Par conséquent, si le système pouvait être mis à niveau vers une IA avec plus de neurones simulés, les caractéristiques qui représentent « Dieu » se diviseraient probablement en deux - l’une pour la signification de « Dieu » dans la religion et l’autre pour « Dieu » dans le nom du monstre.

Plus tard, il peut y avoir Dieu dans le christianisme, Dieu dans le judaïsme, Dieu dans la philosophie, et ainsi de suite.

L’équipe de recherche a évalué l’interprétabilité subjective de 412 groupes de neurones réels et des neurones simulés correspondants, et a constaté que l’interprétabilité des neurones simulés était généralement bonne :

Certaines caractéristiques, comme celle qui signifie « Dieu », sont utilisées pour des concepts spécifiques.

De nombreuses autres caractéristiques hautement interprétables, y compris certaines des plus interprétables, sont la « mise en forme » utilisée pour représenter le texte, comme les lettres majuscules ou minuscules, l’anglais ou d’autres alphabets, etc.

À quel point ces caractéristiques sont-elles courantes ? En d’autres termes, si vous entraînez deux IA différentes à 4096 entités sur les mêmes données textuelles, auront-elles la plupart des mêmes caractéristiques 4096 ? Auront-ils tous certaines caractéristiques qui représentent « Dieu » ?

Ou est-ce que la première IA mettra « Dieu » et « Godzilla » ensemble, et que la seconde IA les séparera ? La deuxième IA n’aura-t-elle pas du tout la fonction « Dieu », mais utilisera-t-elle cet espace pour stocker d’autres concepts que la première IA n’aurait pas été en mesure de comprendre ?

L’équipe de recherche l’a testé et a constaté que leurs deux modèles d’IA étaient très similaires !

En moyenne, s’il existe une caractéristique dans le premier modèle, la caractéristique la plus similaire dans le deuxième modèle aura une corrélation médiane de 0,72.

J’ai vu l’âme de l’IA

Quelle est la prochaine étape ?

En mai de cette année, OpenAI a essayé de faire comprendre GPT-4 (très grand) à GPT-2 (très petit). Ils ont demandé à GPT-4 d’examiner les 307 200 neurones de GPT-2 et de rapporter ce qu’il a trouvé.

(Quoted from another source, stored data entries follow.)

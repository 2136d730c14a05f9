//! Source-driven processing loop shared by every input mode.
//!
//! Reads from an [`ObservationSource`], pushes each observation through a
//! [`Pipeline`], and stops on end of data, source error or cancellation.

use tokio_util::sync::CancellationToken;
use tracing::{info, warn};

use super::source::{ObservationSource, SourceEvent};
use super::Pipeline;
use crate::stages::StageStats;

/// Progress is logged every this many observations.
const PROGRESS_INTERVAL: u64 = 100;

// ============================================================================
// Loop Summary
// ============================================================================

/// Counters for one run of the loop.
#[derive(Debug, Clone, Default)]
pub struct LoopSummary {
    /// Observations read from the source
    pub items_read: u64,
    /// Pushes that produced a final item
    pub items_emitted: u64,
    /// Pushes dropped by a filter or a stage fault
    pub items_dropped: u64,
    /// Per-stage counters at the end of the run
    pub stage_stats: Vec<StageStats>,
}

impl std::fmt::Display for LoopSummary {
    fn fmt(&self, f: &mut std::fmt::Formatter<'_>) -> std::fmt::Result {
        write!(
            f,
            "Read: {}, Emitted: {}, Dropped: {}",
            self.items_read, self.items_emitted, self.items_dropped
        )
    }
}

// ============================================================================
// Processing Loop
// ============================================================================

/// Drives a pipeline from a source until exhaustion or cancellation.
///
/// The pipeline is started on entry if it is not already running; stopping it
/// is left to the caller.
pub struct ProcessingLoop {
    pipeline: Pipeline,
    cancel_token: CancellationToken,
}

impl ProcessingLoop {
    pub fn new(pipeline: Pipeline, cancel_token: CancellationToken) -> Self {
        Self {
            pipeline,
            cancel_token,
        }
    }

    pub fn pipeline(&self) -> &Pipeline {
        &self.pipeline
    }

    pub fn into_pipeline(self) -> Pipeline {
        self.pipeline
    }

    /// Run until the source is exhausted, fails, or the token is cancelled.
    pub async fn run<S: ObservationSource>(&mut self, source: &mut S) -> LoopSummary {
        let mut summary = LoopSummary::default();
        self.pipeline.start();

        info!(
            pipeline = %self.pipeline.name(),
            source = %source.source_name(),
            "[ProcessingLoop] Reading observations"
        );

        loop {
            let event = tokio::select! {
                _ = self.cancel_token.cancelled() => {
                    info!("[ProcessingLoop] Shutdown signal received");
                    break;
                }
                result = source.next_observation() => {
                    match result {
                        Ok(ev) => ev,
                        Err(e) => {
                            warn!("[ProcessingLoop] Source error: {}", e);
                            break;
                        }
                    }
                }
            };

            let observation = match event {
                SourceEvent::Observation(o) => o,
                SourceEvent::Eof => {
                    info!(
                        "[ProcessingLoop] Source reached end ({} observations read)",
                        summary.items_read
                    );
                    break;
                }
            };

            summary.items_read += 1;

            match self.pipeline.push(observation).await {
                Ok(Some(_)) => summary.items_emitted += 1,
                Ok(None) => summary.items_dropped += 1,
                Err(e) => {
                    warn!("[ProcessingLoop] {} ({})", e, e.code());
                    break;
                }
            }

            if summary.items_read % PROGRESS_INTERVAL == 0 {
                info!(
                    read = summary.items_read,
                    emitted = summary.items_emitted,
                    dropped = summary.items_dropped,
                    "[ProcessingLoop] Progress"
                );
            }
        }

        summary.stage_stats = self.pipeline.stats();
        summary
    }
}
//! Moving-average trend classification tap
//!
//! The stage never drops an item on the happy path. Non-finite values are the
//! exception: they are rejected as a stage fault so the window stays clean.

use async_trait::async_trait;

use super::{Stage, StageCore, StageFault, StageKind};
use crate::config::defaults::{
    DEFAULT_TREND_MIN_SAMPLES, DEFAULT_TREND_STABLE_BAND_PERCENT, DEFAULT_TREND_WINDOW,
};
use crate::config::TrendConfig;
use crate::stats::RollingWindow;
use crate::types::{Event, PipelineItem, TrendDirection, TrendReport};

/// Compares the latest value with the simple moving average of the window.
///
/// `stable` when the deviation is within the band (percent of the SMA),
/// otherwise `upward`/`downward` by the sign of `latest - sma`.
pub struct TrendAnalyzer {
    core: StageCore,
    window: RollingWindow<f64>,
    min_samples: usize,
    stable_band_percent: f64,
}

impl TrendAnalyzer {
    pub fn new(window_size: usize) -> Self {
        Self::with_config(&TrendConfig {
            window_size,
            min_samples: DEFAULT_TREND_MIN_SAMPLES.min(window_size),
            stable_band_percent: DEFAULT_TREND_STABLE_BAND_PERCENT,
        })
    }

    pub fn with_config(cfg: &TrendConfig) -> Self {
        Self {
            core: StageCore::new("trend_analyzer", StageKind::TrendAnalyze),
            window: RollingWindow::new(cfg.window_size),
            min_samples: cfg.min_samples.max(1),
            stable_band_percent: cfg.stable_band_percent,
        }
    }

    /// Values currently held, oldest first.
    pub fn window(&self) -> impl Iterator<Item = f64> + '_ {
        self.window.iter().copied()
    }

    fn classify(&self, sma: f64, latest: f64) -> (f64, f64, TrendDirection) {
        let diff = latest - sma;
        let diff_percent = diff / sma * 100.0;
        // Undefined around a zero average or on overflow; report stable.
        if !diff_percent.is_finite() {
            return (diff, 0.0, TrendDirection::Stable);
        }

        let direction = if diff_percent.abs() <= self.stable_band_percent {
            TrendDirection::Stable
        } else if diff > 0.0 {
            TrendDirection::Upward
        } else {
            TrendDirection::Downward
        };
        (diff, diff_percent, direction)
    }
}

impl Default for TrendAnalyzer {
    fn default() -> Self {
        Self::new(DEFAULT_TREND_WINDOW)
    }
}

#[async_trait]
impl Stage for TrendAnalyzer {
    fn core(&self) -> &StageCore {
        &self.core
    }

    fn core_mut(&mut self) -> &mut StageCore {
        &mut self.core
    }

    async fn handle(&mut self, item: PipelineItem) -> Result<Option<PipelineItem>, StageFault> {
        let obs = StageFault::expect_observation(item)?;
        let obs = StageFault::require_finite(obs)?;

        self.window.push(obs.value);

        if self.window.len() >= self.min_samples {
            if let Some(stats) = self.window.statistics().filter(|s| s.mean.is_finite()) {
                let latest = obs.value;
                let (diff, diff_percent, direction) = self.classify(stats.mean, latest);
                self.core.emit(&Event::Trend(TrendReport {
                    sma: stats.mean,
                    latest,
                    diff,
                    diff_percent,
                    direction,
                    timestamp: obs.timestamp,
                }));
            }
        }

        let item = PipelineItem::Observation(obs);
        self.core.emit(&Event::Data(item.clone()));
        Ok(Some(item))
    }
}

GPT-4 a trouvé une série de résultats intéressants et un tas d’absurdités aléatoires parce qu’ils n’avaient pas encore maîtrisé l’art de projeter de vrais neurones sur des neurones simulés et d’analyser des neurones simulés.

Bien que les résultats n’aient pas été évidents, il s’agissait en effet d’une tentative très ambitieuse.

Contrairement à cette IA dans l’article explicable d’Anthropic, GPT-2 est une IA réelle (bien que très petite) qui a également impressionné le grand public.

Mais le but ultime de la recherche est d’être en mesure d’expliquer les systèmes d’IA courants.

L’équipe d’explicabilité d’Anthropic admet qu’elle ne l’a pas encore fait, principalement pour plusieurs raisons :

Tout d’abord, la mise à l’échelle des auto-encodeurs est une chose difficile à faire. Afin d’expliquer un système comme GPT-4 (ou le système équivalent d’Anthropic, Claude), vous avez besoin d’une IA interpréteur de la même taille.

Mais la formation de l’IA à cette échelle nécessite une énorme puissance de calcul et un soutien financier.

Deuxièmement, l’évolutivité de l’interprétation est également un problème.

Même si nous trouvions tous les neurones simulés sur Dieu, Godzilla et tout le reste et que nous dessinions un énorme diagramme de la façon dont ils étaient connectés.

Les chercheurs doivent encore répondre à des questions plus complexes, et leur résolution nécessite des interactions complexes impliquant des millions de caractéristiques et de connexions.

Il doit donc y avoir un processus automatisé, une sorte de « laisser GPT-4 nous dire ce que GPT-2 fait ».

Enfin, qu’est-ce que tout cela a à dire pour comprendre le cerveau humain ?

Les humains utilisent également des réseaux neuronaux pour raisonner et traiter des concepts.

Il y a beaucoup de neurones dans le cerveau humain, et c’est la même chose que GPT-4.

Les données disponibles pour les humains sont également très rares – il existe de nombreux concepts (comme le calmar) qui apparaissent rarement dans la vie quotidienne.

Sommes-nous également en train d’imiter un cerveau plus gros ?

Il s’agit encore d’un domaine de recherche très nouveau, mais il y a eu des résultats préliminaires suggérant que les neurones du cortex visuel humain codent des caractéristiques d’une manière hyperlocalisée, similaire aux modèles observés dans les modèles d’IA.